Saved data entries:

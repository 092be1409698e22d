use fc_logger::Logger;
use serial_test::serial;
use std::fs;
use std::path::Path;
use std::time::Duration;
use tempfile::tempdir;

fn log_files(dir: &Path) -> Vec<std::path::PathBuf> {
    fs::read_dir(dir)
        .map(|entries| {
            entries
                .flatten()
                .map(|entry| entry.path())
                .filter(|path| path.extension().and_then(|ext| ext.to_str()) == Some("log"))
                .collect()
        })
        .unwrap_or_default()
}

// One global subscriber per process, so this binary holds a single init.
#[test]
#[serial]
fn json_file_logging_writes_structured_lines() -> Result<(), Box<dyn std::error::Error>> {
    let tmp_dir = tempdir()?;
    let log_dir = tmp_dir.path().join("nested").join("logs");

    let logger = Logger::builder()
        .name("integration-file-logging")
        .console(false)
        .json(true)
        .env_filter("info")
        .path(&log_dir)
        .init()?;
    assert!(logger.writes_files());

    tracing::info!(char_id = "507f1f77bcf86cd799439011", "stored image");

    std::thread::sleep(Duration::from_millis(30));
    drop(logger);

    let files = log_files(&log_dir);
    let log_file = files.first().expect("log file should be created");
    assert!(
        log_file.file_name().and_then(|n| n.to_str()).is_some_and(|n| n.starts_with("integration-file-logging")),
        "log file should carry the logger name"
    );

    let contents = fs::read_to_string(log_file)?;
    let line = contents.lines().find(|l| l.contains("stored image")).expect("event should be logged");
    assert!(line.starts_with('{'), "expected a JSON line, got {line}");
    assert!(line.contains("507f1f77bcf86cd799439011"));

    Ok(())
}
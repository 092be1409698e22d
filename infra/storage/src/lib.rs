//! A confined, write-once image store.
//!
//! Every path the store touches is derived from untrusted, caller-supplied segments and is
//! guaranteed to stay inside a single storage root. All examples use temporary directories to
//! avoid writing to the real filesystem.
//!
//! # Core Features
//!
//! - **Confinement**: Component-wise path resolution with canonicalization of existing ancestors.
//! - **Object Identifiers**: Twelve-byte, time-ordered ids minted without coordination.
//! - **Write-Once**: Temp write + `fsync` + no-clobber hard link; existing files are never replaced.
//! - **Pruning**: Post-order removal of directories left empty by deletions, never the root.
//! - **Self-Healing**: Stale temp files are purged and empty directories pruned during `connect`.
//!
//! # Examples
//!
//! ```rust
//! use fc_storage::{Storage, StorageError};
//!
//! #[tokio::main]
//! async fn main() -> Result<(), StorageError> {
//!     # let tmp = tempfile::tempdir().unwrap();
//!     # let root = tmp.path().join("images");
//!     let storage = Storage::builder().root(&root).create(true).connect().await?;
//!
//!     let segments = ["guild", "user", "507f1f77bcf86cd799439011"];
//!     let stored = storage.put(b"image bytes", &segments).await?;
//!
//!     // Deleting the only image prunes `guild/user/<charid>` entirely.
//!     storage.delete_one(&[stored.relative.as_str()]).await?;
//!     assert!(!root.join("guild").exists());
//!     assert!(root.exists());
//!
//!     Ok(())
//! }
//! ```

mod builder;
mod engine;
mod error;
mod maintenance;
mod object_id;
mod security;

pub use builder::StorageBuilder;
pub use engine::{DEFAULT_EXTENSION, Storage, StoredObject};
pub use error::{StorageError, StorageErrorExt};
pub use maintenance::prune_empty_dirs;
pub use object_id::{OBJECT_ID_HEX_LEN, OBJECT_ID_LEN, ObjectId, ObjectIdGenerator};
pub use security::resolve;
//! Write-once image store confined to a single root directory.
//!
//! [`Storage`] owns the on-disk hierarchy: it mints object identifiers, publishes new files
//! without ever overwriting an existing one, deletes single files or whole character subtrees
//! and prunes directories that deletions leave empty.

use crate::builder::StorageBuilder;
use crate::error::{StorageError, StorageErrorExt};
use crate::maintenance::{self, TMP_MARKER};
use crate::object_id::{ObjectId, ObjectIdGenerator};
use crate::security;
use std::io::ErrorKind;
use std::ops::Deref;
use std::path::{Path, PathBuf};
use std::sync::Arc;
use std::sync::atomic::{AtomicU64, Ordering};
use tokio::fs;
use tokio::io::AsyncWriteExt;
use tracing::{debug, info, warn};

/// Extension used for stored files unless the builder sets another one.
pub const DEFAULT_EXTENSION: &str = "webp";

/// A freshly published file.
#[derive(Debug, Clone, PartialEq, Eq)]
pub struct StoredObject {
    /// Absolute location on disk.
    pub path: PathBuf,
    /// Location relative to the storage root, `/`-separated.
    pub relative: String,
}

/// The internal shared state of a [`Storage`] instance.
#[derive(Debug)]
pub struct StorageInner {
    /// The canonicalized physical path on the disk where all data is stored.
    pub(crate) root: PathBuf,
    /// File extension appended to every generated object name.
    pub(crate) extension: String,
    pub(crate) ids: ObjectIdGenerator,
    /// A unique counter used to generate temporary file names.
    pub(crate) tmp_counter: AtomicU64,
}

/// A thread-safe handle to the image store.
///
/// This handle is internally reference-counted (`Arc`) and can be cheaply cloned
/// across threads or tasks.
///
/// # Example
///
/// ```rust
/// use fc_storage::{Storage, StorageError};
///
/// #[tokio::main]
/// async fn main() -> Result<(), StorageError> {
///     # let tmp = tempfile::tempdir().unwrap();
///     # let root = tmp.path().join("images");
///     let storage = Storage::builder().root(&root).create(true).connect().await?;
///
///     let stored = storage.put(b"RIFF....WEBP", &["507f1f77bcf86cd799439011"]).await?;
///     assert!(stored.relative.starts_with("507f1f77bcf86cd799439011/"));
///     assert!(stored.relative.ends_with(".webp"));
///
///     storage.delete_subtree(&["507f1f77bcf86cd799439011"]).await?;
///     assert!(!stored.path.exists());
///     Ok(())
/// }
/// ```
#[derive(Debug, Clone)]
pub struct Storage {
    pub(crate) inner: Arc<StorageInner>,
}

impl Deref for Storage {
    type Target = StorageInner;

    fn deref(&self) -> &Self::Target {
        &self.inner
    }
}

impl Storage {
    #[must_use = "The storage engine is not initialized until you call .connect()"]
    pub fn builder() -> StorageBuilder {
        StorageBuilder::new()
    }

    /// Canonical storage root.
    #[must_use]
    pub fn root(&self) -> &Path {
        &self.root
    }

    #[must_use]
    pub fn extension(&self) -> &str {
        &self.extension
    }

    /// Resolves segments against the storage root. See [`crate::resolve`].
    pub fn resolve<S: AsRef<str>>(&self, segments: &[S]) -> Result<PathBuf, StorageError> {
        security::resolve(&self.root, segment_strs(segments))
    }

    /// Returns whether anything (file or directory) exists at the resolved location.
    pub fn exists<S: AsRef<str>>(&self, segments: &[S]) -> Result<bool, StorageError> {
        let resolved = self.resolve(segments)?;
        resolved.try_exists().context(format!("Failed to stat {}", resolved.display()))
    }

    /// Stores `data` under `segments` with a freshly generated identifier as file name.
    ///
    /// The last segment is the identity key and must be a valid [`ObjectId`]. The file lands at
    /// `<root>/<segments...>/<id>.<ext>` and is never overwritten.
    ///
    /// # Errors
    ///
    /// - [`StorageError::InvalidIdentifier`] if the last segment is missing or not an id.
    /// - [`StorageError::PathTraversalAttempt`] if the target leaves the root.
    /// - [`StorageError::AlreadyExists`] if something already occupies the target.
    /// - [`StorageError::Io`] on filesystem failures.
    pub async fn put<S: AsRef<str>>(
        &self,
        data: &[u8],
        segments: &[S],
    ) -> Result<StoredObject, StorageError> {
        let id = self.ids.generate();
        self.put_with_id(id, data, segments).await
    }

    /// Same as [`Storage::put`] with a caller-chosen identifier.
    pub async fn put_with_id<S: AsRef<str>>(
        &self,
        id: ObjectId,
        data: &[u8],
        segments: &[S],
    ) -> Result<StoredObject, StorageError> {
        validate_identity(segments)?;

        let file_name = format!("{id}.{}", self.extension);
        let target = security::resolve(
            &self.root,
            segment_strs(segments).chain(std::iter::once(file_name.as_str())),
        )?;

        if fs::try_exists(&target).await.context("Failed to check target")? {
            return Err(StorageError::AlreadyExists {
                message: target.display().to_string().into(),
                context: None,
            });
        }

        let parent = target.parent().ok_or_else(|| StorageError::Internal {
            message: target.display().to_string().into(),
            context: Some("Target has no parent directory".into()),
        })?;

        create_dirs(parent).await?;
        #[cfg(test)]
        hooks::run(&hooks::AFTER_CREATE_DIRS, parent);
        let temp = match self.write_temp(&target, data).await {
            Err(StorageError::Io { source, .. }) if source.kind() == ErrorKind::NotFound => {
                // A concurrent prune removed the fresh directory.
                create_dirs(parent).await?;
                self.write_temp(&target, data).await?
            },
            other => other?,
        };

        let published = fs::hard_link(&temp, &target).await;
        if let Err(e) = fs::remove_file(&temp).await {
            warn!(path = %temp.display(), error = %e, "Failed to remove temp file");
        }
        match published {
            Ok(()) => {},
            Err(e) if e.kind() == ErrorKind::AlreadyExists => {
                return Err(StorageError::AlreadyExists {
                    message: target.display().to_string().into(),
                    context: Some("Target appeared during write".into()),
                });
            },
            Err(e) => {
                return Err(StorageError::Io {
                    source: e,
                    context: Some(format!("Failed to publish {}", target.display()).into()),
                });
            },
        }

        Self::sync_dir(parent).await;

        let relative = self.relative(&target);
        debug!(path = %target.display(), bytes = data.len(), "Object stored");
        Ok(StoredObject { path: target, relative })
    }

    /// Deletes exactly one file and prunes directories left empty.
    ///
    /// Returns the deleted location relative to the root. Prune failures are logged only.
    ///
    /// # Errors
    ///
    /// - [`StorageError::PathTraversalAttempt`] if the target leaves the root.
    /// - [`StorageError::NotFound`] if nothing exists at the target.
    /// - [`StorageError::IsDirectory`] if the target is a directory.
    pub async fn delete_one<S: AsRef<str>>(&self, segments: &[S]) -> Result<String, StorageError> {
        let target = self.resolve(segments)?;
        let relative = self.relative(&target);

        let meta = match fs::symlink_metadata(&target).await {
            Ok(meta) => meta,
            Err(e) if is_missing(&e) => {
                return Err(StorageError::NotFound { message: relative.into(), context: None });
            },
            Err(e) => {
                return Err(StorageError::Io {
                    source: e,
                    context: Some(format!("Failed to stat {}", target.display()).into()),
                });
            },
        };
        if meta.is_dir() {
            return Err(StorageError::IsDirectory { message: relative.into(), context: None });
        }

        remove_missing_as_not_found(fs::remove_file(&target).await, &relative)?;

        info!(path = %relative, "Deleted image");
        self.prune_after_delete().await;
        Ok(relative)
    }

    /// Deletes everything stored under a character and prunes directories left empty.
    ///
    /// The last segment must be a valid [`ObjectId`]. A file at that location is removed as
    /// well as a directory tree.
    ///
    /// # Errors
    ///
    /// - [`StorageError::InvalidIdentifier`] if the last segment is missing or not an id.
    /// - [`StorageError::PathTraversalAttempt`] if the target leaves the root.
    /// - [`StorageError::NotFound`] if nothing exists at the target.
    pub async fn delete_subtree<S: AsRef<str>>(
        &self,
        segments: &[S],
    ) -> Result<String, StorageError> {
        validate_identity(segments)?;
        let target = self.resolve(segments)?;
        let relative = self.relative(&target);

        let meta = match fs::symlink_metadata(&target).await {
            Ok(meta) => meta,
            Err(e) if is_missing(&e) => {
                return Err(StorageError::NotFound { message: relative.into(), context: None });
            },
            Err(e) => {
                return Err(StorageError::Io {
                    source: e,
                    context: Some(format!("Failed to stat {}", target.display()).into()),
                });
            },
        };

        let removed = if meta.is_dir() {
            fs::remove_dir_all(&target).await
        } else {
            fs::remove_file(&target).await
        };
        remove_missing_as_not_found(removed, &relative)?;

        info!(path = %relative, "Deleted character subtree");
        self.prune_after_delete().await;
        Ok(relative)
    }

    /// Removes every empty directory below the root. Returns how many were removed.
    pub async fn prune(&self) -> Result<usize, StorageError> {
        maintenance::prune_empty_dirs(&self.root).await
    }

    pub async fn purge_tmp(&self) {
        maintenance::purge_tmp(&self.root).await;
    }

    async fn prune_after_delete(&self) {
        #[cfg(test)]
        hooks::run(&hooks::BEFORE_PRUNE, &self.root);
        match self.prune().await {
            Ok(0) => {},
            Ok(removed) => debug!(removed, "Pruned empty directories"),
            Err(e) => warn!(error = %e, "Failed to prune empty directories"),
        }
    }

    async fn write_temp(&self, target: &Path, data: &[u8]) -> Result<PathBuf, StorageError> {
        let temp = unique_tmp_path(target, &self.tmp_counter);

        let mut file = fs::OpenOptions::new()
            .create_new(true)
            .write(true)
            .open(&temp)
            .await
            .context(format!("Temp creation failed: {}", temp.display()))?;

        let written = async {
            file.write_all(data).await?;
            file.sync_all().await
        }
        .await;

        if let Err(e) = written {
            drop(file);
            if let Err(cleanup) = fs::remove_file(&temp).await {
                warn!(path = %temp.display(), error = %cleanup, "Failed to remove temp file");
            }
            return Err(StorageError::Io {
                source: e,
                context: Some(format!("Write failed: {}", temp.display()).into()),
            });
        }

        Ok(temp)
    }

    fn relative(&self, path: &Path) -> String {
        path.strip_prefix(&self.root)
            .unwrap_or(path)
            .components()
            .map(|c| c.as_os_str().to_string_lossy())
            .collect::<Vec<_>>()
            .join("/")
    }

    async fn sync_dir(path: &Path) {
        match fs::File::open(path).await {
            Ok(dir) => {
                if let Err(err) = dir.sync_all().await {
                    warn!(path = %path.display(), error = %err, "Directory sync failed");
                }
            },
            Err(err) => {
                warn!(path = %path.display(), error = %err, "Directory open failed");
            },
        }
    }
}

fn validate_identity<S: AsRef<str>>(segments: &[S]) -> Result<(), StorageError> {
    match segment_strs(segments).last() {
        Some(id) if ObjectId::is_valid(id) => Ok(()),
        Some(id) => Err(StorageError::InvalidIdentifier {
            message: format!("{id} is not a valid character ID").into(),
            context: None,
        }),
        None => Err(StorageError::InvalidIdentifier {
            message: "missing character ID".into(),
            context: None,
        }),
    }
}

fn segment_strs<S: AsRef<str>>(segments: &[S]) -> impl Iterator<Item = &str> {
    segments.iter().map(AsRef::as_ref)
}

/// A file standing where a directory is expected (`ENOTDIR`) also means nothing is there.
fn is_missing(err: &std::io::Error) -> bool {
    matches!(err.kind(), ErrorKind::NotFound | ErrorKind::NotADirectory)
}

/// Concurrent deletes race at the OS level; the loser reports `NotFound`.
fn remove_missing_as_not_found(
    result: std::io::Result<()>,
    relative: &str,
) -> Result<(), StorageError> {
    match result {
        Ok(()) => Ok(()),
        Err(e) if is_missing(&e) => Err(StorageError::NotFound {
            message: relative.to_owned().into(),
            context: Some("Removed concurrently".into()),
        }),
        Err(e) => Err(StorageError::Io {
            source: e,
            context: Some(format!("Failed to delete {relative}").into()),
        }),
    }
}

#[cfg(unix)]
async fn create_dirs(path: &Path) -> Result<(), StorageError> {
    fs::DirBuilder::new()
        .recursive(true)
        .mode(0o755)
        .create(path)
        .await
        .context(format!("Failed to create directories for {}", path.display()))
}

#[cfg(not(unix))]
async fn create_dirs(path: &Path) -> Result<(), StorageError> {
    fs::create_dir_all(path)
        .await
        .context(format!("Failed to create directories for {}", path.display()))
}

fn unique_tmp_path(target: &Path, counter: &AtomicU64) -> PathBuf {
    let counter = counter.fetch_add(1, Ordering::Relaxed);
    let file_name = target.file_name().and_then(|s| s.to_str()).unwrap_or("object");
    target.with_file_name(format!("{file_name}{TMP_MARKER}{counter}"))
}
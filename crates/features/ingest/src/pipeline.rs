use crate::codec::{ImageCodec, Quality, WebpCodec};
use crate::error::IngestError;
use crate::fetch::{Fetcher, parse_source_url};
use fc_storage::{ObjectId, Storage, StorageError, StoredObject};
use std::sync::Arc;
use std::time::Instant;
use tracing::info;

/// Download, transcode and persist in one call.
///
/// Cloning is cheap; all parts are shared handles.
#[derive(Debug, Clone)]
pub struct Ingestor {
    fetcher: Fetcher,
    codec: Arc<dyn ImageCodec>,
    storage: Storage,
}

impl Ingestor {
    /// Ingestor with the default [`Fetcher`] and the WebP codec.
    pub fn new(storage: Storage) -> Result<Self, IngestError> {
        Self::with_parts(storage, Fetcher::new()?, Arc::new(WebpCodec))
    }

    /// # Errors
    /// Returns [`IngestError::Internal`] when the codec output does not match the extension
    /// the store names its files with.
    pub fn with_parts(
        storage: Storage,
        fetcher: Fetcher,
        codec: Arc<dyn ImageCodec>,
    ) -> Result<Self, IngestError> {
        if codec.extension() != storage.extension() {
            return Err(IngestError::Internal {
                message: format!(
                    "codec produces .{} files but the store names them .{}",
                    codec.extension(),
                    storage.extension()
                )
                .into(),
                context: None,
            });
        }
        Ok(Self { fetcher, codec, storage })
    }

    #[must_use]
    pub const fn storage(&self) -> &Storage {
        &self.storage
    }

    /// Fetches `source_url`, re-encodes it at `quality` and stores it under `segments`.
    ///
    /// The URL and the identity segment are both checked before any network traffic.
    ///
    /// # Errors
    ///
    /// - [`IngestError::InvalidUrl`] for a malformed or non-http(s) URL.
    /// - [`IngestError::Fetch`] / [`IngestError::FetchStatus`] when the download fails.
    /// - [`IngestError::Decode`] / [`IngestError::Encode`] when transcoding fails.
    /// - [`IngestError::Storage`] carrying the store's error unchanged.
    pub async fn ingest<S: AsRef<str>>(
        &self,
        source_url: &str,
        segments: &[S],
        quality: Quality,
    ) -> Result<StoredObject, IngestError> {
        let url = parse_source_url(source_url)?;

        let identity: &str = segments.last().map_or("", |s| s.as_ref());
        if !ObjectId::is_valid(identity) {
            return Err(StorageError::InvalidIdentifier {
                message: format!("{identity} is not a valid character ID").into(),
                context: None,
            }
            .into());
        }

        let started = Instant::now();
        let bytes = self.fetcher.fetch(&url).await?;
        let downloaded = bytes.len();

        let codec = Arc::clone(&self.codec);
        let encoded = tokio::task::spawn_blocking(move || {
            let image = codec.decode(&bytes)?;
            codec.encode(&image, quality)
        })
        .await
        .map_err(|e| IngestError::Internal {
            message: e.to_string().into(),
            context: Some("Transcoding task failed".into()),
        })??;

        let stored = self.storage.put(&encoded, segments).await?;

        info!(
            url = %url,
            path = %stored.relative,
            downloaded,
            bytes = encoded.len(),
            quality = quality.get(),
            elapsed = ?started.elapsed(),
            "Image ingested"
        );
        Ok(stored)
    }
}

▸ **Task objective**
Give the number of lines in the data that contain the word "info", and add no other text.

▸ **Exercise answer**
7